Half an hour before class, art teacher Dong Fangyi started to prepare for the day, putting out brushes and canvas with the help of his 14-year-old student Dazhi (pseudonym).
The scene in the class was a little out of the ordinary as some students were silent and concentrating while others were restless and excited, banging on their desks.
All of the children in the class have been diagnosed with autism, romantically known as "children like the stars" in China.
The painting studio was founded by a public welfare service center in Xi'an, the capital city of northwest China's Shaanxi Province, which mainly involves parents of children with mental disabilities from more than 600 households.
With an operation model of mutual assistance, the parents are not forcing their children to rehabilitate but allowing them to develop their abilities through proper social interaction.
"Through painting, they can improve their artistic creativity and concentration while gaining some confidence," said Chen Ao, founder of the center, also a mother of her autistic child.
Having been teaching the children for more than five years, Dong is now one of their best friends. He himself has an autistic patient in his family and organized the art class with other parents of their own accord.
"For those showing stronger learning abilities, they are given more free rein to create. We guide those having weaker self-control with one-on-one help," Dong said.

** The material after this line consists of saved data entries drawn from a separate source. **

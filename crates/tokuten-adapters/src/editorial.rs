//! Curated editorial tracker: already structured, but still keyed by free-text titles.

use async_trait::async_trait;
use serde::Deserialize;
use tokuten_core::{RawBonusObservation, SourceItem};

use crate::{parse_loose_date, text_or_none, AdapterError, FetchedPage, SourceAdapter, SourceKind};

#[derive(Debug, Deserialize)]
struct Tracker {
    #[serde(default)]
    entries: Vec<Entry>,
}

#[derive(Debug, Deserialize)]
struct Entry {
    movie_title: String,
    exhibitor_id: String,
    exhibitor_name: String,
    #[serde(default)]
    release_date: Option<String>,
    #[serde(default)]
    items: Vec<Item>,
}

#[derive(Debug, Deserialize)]
struct Item {
    description: String,
    #[serde(default)]
    quantity: Option<u32>,
    #[serde(default)]
    week_index: Option<u32>,
}

#[derive(Debug, Clone)]
pub struct EditorialTrackerAdapter {
    source_id: String,
    urls: Vec<String>,
}

impl EditorialTrackerAdapter {
    pub fn new(source_id: String, urls: Vec<String>) -> Self {
        Self { source_id, urls }
    }
}

#[async_trait]
impl SourceAdapter for EditorialTrackerAdapter {
    fn source_id(&self) -> &str {
        &self.source_id
    }

    fn kind(&self) -> SourceKind {
        SourceKind::EditorialTracker
    }

    fn targets(&self) -> Vec<String> {
        self.urls.clone()
    }

    fn parse(&self, page: &FetchedPage) -> Result<Vec<SourceItem>, AdapterError> {
        let tracker: Tracker =
            serde_json::from_slice(&page.body).map_err(|e| AdapterError::parse(page, e))?;
        let mut out = Vec::new();
        for entry in tracker.entries {
            let (Some(title), Some(exhibitor_id)) = (
                text_or_none(&entry.movie_title),
                text_or_none(&entry.exhibitor_id),
            ) else {
                continue;
            };
            let release_date_hint = entry.release_date.as_deref().and_then(parse_loose_date);
            for item in entry.items {
                let Some(description) = text_or_none(&item.description) else {
                    continue;
                };
                out.push(SourceItem::Observation(RawBonusObservation {
                    source_id: self.source_id.clone(),
                    exhibitor_id: exhibitor_id.clone(),
                    exhibitor_name: entry.exhibitor_name.trim().to_string(),
                    movie_title_raw: title.clone(),
                    description,
                    quantity: item.quantity,
                    week_index: item.week_index,
                    observed_at: page.fetched_at,
                    release_date_hint,
                    source_url: Some(page.url.clone()),
                }));
            }
        }
        Ok(out)
    }
}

"We give more detailed painting subjects for quiet personality types and use some different coaching skills to lead the others. For instance, motivating their hand movement by tapping the table or even laying the pigment on their hands," he added.
After years of training and guidance, the children patients have gradually gained some basic self-care abilities and some even can do housework like cooking meals by themselves.

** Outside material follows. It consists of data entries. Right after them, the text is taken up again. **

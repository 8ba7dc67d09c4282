//! Core domain model for the Tokuten bonus tracker: seeds, observations, merged records and run reports.

use std::fmt;
use std::str::FromStr;

use chrono::{DateTime, NaiveDate, Utc};
use serde::{Deserialize, Serialize};
use sha2::{Digest, Sha256};
use uuid::Uuid;

pub const CRATE_NAME: &str = "tokuten-core";

const BONUS_KEY_HEX_LEN: usize = 16;

/// Canonical movie record from the metadata provider. `external_id` is the only stable join key.
#[derive(Debug, Clone, PartialEq, Serialize, Deserialize)]
#[serde(rename_all = "camelCase")]
pub struct CanonicalMovieSeed {
    pub external_id: String,
    pub title: String,
    pub english_title: Option<String>,
    pub release_date: Option<NaiveDate>,
    pub synopsis: Option<String>,
    pub poster_url: Option<String>,
    #[serde(default)]
    pub backdrop_url: Option<String>,
    #[serde(default)]
    pub rating: Option<f64>,
}

impl CanonicalMovieSeed {
    pub fn new(external_id: impl Into<String>, title: impl Into<String>) -> Self {
        Self {
            external_id: external_id.into(),
            title: title.into(),
            english_title: None,
            release_date: None,
            synopsis: None,
            poster_url: None,
            backdrop_url: None,
            rating: None,
        }
    }
}

/// Raw bonus offer scraped from an exhibitor or social source. Free text, no movie foreign key.
#[derive(Debug, Clone, PartialEq, Serialize, Deserialize)]
#[serde(rename_all = "camelCase")]
pub struct RawBonusObservation {
    pub source_id: String,
    pub exhibitor_id: String,
    pub exhibitor_name: String,
    pub movie_title_raw: String,
    pub description: String,
    pub quantity: Option<u32>,
    pub week_index: Option<u32>,
    pub observed_at: DateTime<Utc>,
    #[serde(default)]
    pub release_date_hint: Option<NaiveDate>,
    #[serde(default)]
    pub source_url: Option<String>,
}

impl RawBonusObservation {
    /// Deterministic identity of this bonus within one movie.
    pub fn bonus_key(&self) -> String {
        bonus_key(&self.exhibitor_id, self.week_index, &self.description)
    }
}

/// Handoff contract from adapters into the sync pipeline.
#[derive(Debug, Clone, PartialEq, Serialize, Deserialize)]
#[serde(tag = "type", content = "item", rename_all = "camelCase")]
pub enum SourceItem {
    Seed(CanonicalMovieSeed),
    Observation(RawBonusObservation),
}

#[derive(Debug, Clone, Copy, PartialEq, Eq, Hash, Serialize, Deserialize)]
pub enum DataSource {
    #[serde(rename = "metadata-provider")]
    MetadataProvider,
    #[serde(rename = "manual")]
    Manual,
}

impl DataSource {
    pub fn as_str(&self) -> &'static str {
        match self {
            DataSource::MetadataProvider => "metadata-provider",
            DataSource::Manual => "manual",
        }
    }

    pub fn is_manual(&self) -> bool {
        matches!(self, DataSource::Manual)
    }
}

impl fmt::Display for DataSource {
    fn fmt(&self, f: &mut fmt::Formatter<'_>) -> fmt::Result {
        f.write_str(self.as_str())
    }
}

impl FromStr for DataSource {
    type Err = String;

    fn from_str(s: &str) -> Result<Self, Self::Err> {
        match s {
            "metadata-provider" => Ok(DataSource::MetadataProvider),
            "manual" => Ok(DataSource::Manual),
            other => Err(format!("unknown data source `{other}`")),
        }
    }
}

#[derive(Debug, Clone, PartialEq, Serialize, Deserialize)]
#[serde(rename_all = "camelCase")]
pub struct ExhibitorBonusGroup {
    pub exhibitor_id: String,
    pub exhibitor_name: String,
    pub bonuses: Vec<RawBonusObservation>,
}

/// Seed plus everything the merge and classify stages attach to it.
#[derive(Debug, Clone, PartialEq, Serialize, Deserialize)]
#[serde(rename_all = "camelCase")]
pub struct MergedMovieRecord {
    #[serde(flatten)]
    pub seed: CanonicalMovieSeed,
    pub is_rerelease: bool,
    pub data_source: DataSource,
    pub bonus_groups: Vec<ExhibitorBonusGroup>,
}

impl MergedMovieRecord {
    pub fn from_seed(seed: CanonicalMovieSeed) -> Self {
        Self {
            seed,
            is_rerelease: false,
            data_source: DataSource::MetadataProvider,
            bonus_groups: Vec::new(),
        }
    }

    pub fn external_id(&self) -> &str {
        &self.seed.external_id
    }

    pub fn bonus_count(&self) -> usize {
        self.bonus_groups.iter().map(|g| g.bonuses.len()).sum()
    }

    pub fn bonuses(&self) -> impl Iterator<Item = &RawBonusObservation> {
        self.bonus_groups.iter().flat_map(|g| g.bonuses.iter())
    }
}

/// Observation that cleared no seed's match threshold; kept for manual review.
#[derive(Debug, Clone, PartialEq, Serialize, Deserialize)]
#[serde(rename_all = "camelCase")]
pub struct UnmatchedObservation {
    #[serde(flatten)]
    pub observation: RawBonusObservation,
    pub best_score: f64,
    pub best_candidate: Option<String>,
}

#[derive(Debug, Clone, Copy, PartialEq, Eq, Serialize, Deserialize)]
#[serde(rename_all = "snake_case")]
pub enum ErrorKind {
    Authorization,
    Configuration,
    SourceFetch,
    PersistencePrimary,
    PersistenceFallback,
    PipelineTimeout,
}

#[derive(Debug, Clone, PartialEq, Eq, Serialize, Deserialize)]
pub struct ErrorRecord {
    pub kind: ErrorKind,
    pub scope: String,
    pub message: String,
}

impl ErrorRecord {
    pub fn new(kind: ErrorKind, scope: impl Into<String>, message: impl fmt::Display) -> Self {
        Self {
            kind,
            scope: scope.into(),
            message: message.to_string(),
        }
    }

    pub fn source_fetch(source_id: &str, message: impl fmt::Display) -> Self {
        Self::new(ErrorKind::SourceFetch, source_id, message)
    }

    pub fn fallback_write(external_id: &str, message: impl fmt::Display) -> Self {
        Self::new(ErrorKind::PersistenceFallback, external_id, message)
    }
}

#[derive(Debug, Clone, Copy, PartialEq, Eq, Serialize, Deserialize)]
#[serde(rename_all = "lowercase")]
pub enum SyncPath {
    Primary,
    Fallback,
}

/// Result of one persistence batch.
#[derive(Debug, Clone, PartialEq, Serialize, Deserialize)]
#[serde(rename_all = "camelCase")]
pub struct SyncOutcome {
    pub path: SyncPath,
    pub saved_count: usize,
    pub skipped_count: usize,
    pub inserted_count: usize,
    pub updated_count: usize,
    pub unchanged_count: usize,
    pub errors: Vec<ErrorRecord>,
}

impl SyncOutcome {
    pub fn empty(path: SyncPath) -> Self {
        Self {
            path,
            saved_count: 0,
            skipped_count: 0,
            inserted_count: 0,
            updated_count: 0,
            unchanged_count: 0,
            errors: Vec::new(),
        }
    }
}

#[derive(Debug, Clone, Copy, PartialEq, Eq, Serialize, Deserialize)]
#[serde(rename_all = "snake_case")]
pub enum RunStage {
    Idle,
    FetchingSources,
    Merging,
    Classifying,
    Persisting,
    Reported,
}

/// Structured body returned by every authorized trigger.
#[derive(Debug, Clone, PartialEq, Serialize, Deserialize)]
#[serde(rename_all = "camelCase")]
pub struct SyncReport {
    pub run_id: Uuid,
    pub success: bool,
    pub incomplete: bool,
    pub stage: RunStage,
    pub last_scraped_at: DateTime<Utc>,
    pub source_movie_count: usize,
    pub total_bonuses: usize,
    pub merged_movies: Vec<MergedMovieRecord>,
    pub unmatched_bonuses: Vec<UnmatchedObservation>,
    pub source_errors: Vec<ErrorRecord>,
    pub sync_outcome: Option<SyncOutcome>,
    pub timestamp: DateTime<Utc>,
}

/// Persisted movie row as seen by the write paths.
#[derive(Debug, Clone, PartialEq, Serialize, Deserialize)]
#[serde(rename_all = "camelCase")]
pub struct StoredMovie {
    pub external_id: String,
    pub title: String,
    pub english_title: Option<String>,
    pub release_date: Option<NaiveDate>,
    pub synopsis: Option<String>,
    pub poster_url: Option<String>,
    pub backdrop_url: Option<String>,
    pub rating: Option<f64>,
    pub is_rerelease: bool,
    pub data_source: DataSource,
    pub bonuses: Vec<StoredBonus>,
}

impl StoredMovie {
    pub fn bonus(&self, bonus_key: &str) -> Option<&StoredBonus> {
        self.bonuses.iter().find(|b| b.bonus_key == bonus_key)
    }
}

#[derive(Debug, Clone, PartialEq, Eq, Serialize, Deserialize)]
#[serde(rename_all = "camelCase")]
pub struct StoredBonus {
    pub bonus_key: String,
    pub exhibitor_id: String,
    pub exhibitor_name: String,
    pub description: String,
    pub quantity: Option<u32>,
    pub week_index: Option<u32>,
    pub data_source: DataSource,
}

impl StoredBonus {
    pub fn from_observation(observation: &RawBonusObservation) -> Self {
        Self {
            bonus_key: observation.bonus_key(),
            exhibitor_id: observation.exhibitor_id.clone(),
            exhibitor_name: observation.exhibitor_name.clone(),
            description: observation.description.trim().to_string(),
            quantity: observation.quantity,
            week_index: observation.week_index,
            data_source: DataSource::MetadataProvider,
        }
    }
}

pub fn bonus_key(exhibitor_id: &str, week_index: Option<u32>, description: &str) -> String {
    let week = week_index.map(|w| w.to_string()).unwrap_or_default();
    let mut hasher = Sha256::new();
    hasher.update(exhibitor_id.trim().as_bytes());
    hasher.update(b"|");
    hasher.update(week.as_bytes());
    hasher.update(b"|");
    hasher.update(fold_text(description).as_bytes());
    let digest = hex::encode(hasher.finalize());
    digest[..BONUS_KEY_HEX_LEN].to_string()
}

/// Folds full-width forms to ASCII and the ideographic space to a plain space.
pub fn fold_width(c: char) -> char {
    match c {
        '\u{3000}' => ' ',
        '\u{FF01}'..='\u{FF5E}' => char::from_u32(c as u32 - 0xFEE0).unwrap_or(c),
        _ => c,
    }
}

pub fn is_separator(c: char) -> bool {
    c.is_whitespace()
        || c.is_ascii_punctuation()
        || matches!(
            c,
            '\u{00B7}'
                | '\u{2010}'..='\u{2027}'
                | '\u{3001}'..='\u{3003}'
                | '\u{3008}'..='\u{3011}'
                | '\u{3014}'..='\u{301F}'
                | '\u{30FB}'
                | '\u{FF65}'
        )
}

/// Width/case folded text with whitespace and punctuation removed.
pub fn fold_text(input: &str) -> String {
    input
        .chars()
        .map(fold_width)
        .filter(|c| !is_separator(*c))
        .flat_map(char::to_lowercase)
        .collect()
}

Autism in China has an incidence rate of 0.7 percent, and more than 2 million children under the age of 12 are autistic. The figure is rising by about 200,000 each year, according to a report released in 2019. This year's World Autism Awareness Day falls on Saturday, aiming to raise public awareness to show respect, love and care for the "lonely" minors.
"I hope that after undergoing a long period of interactive training, they can depend on themselves to earn some income, their own achievements and true respect, if there are some platforms and opportunities," Dong said.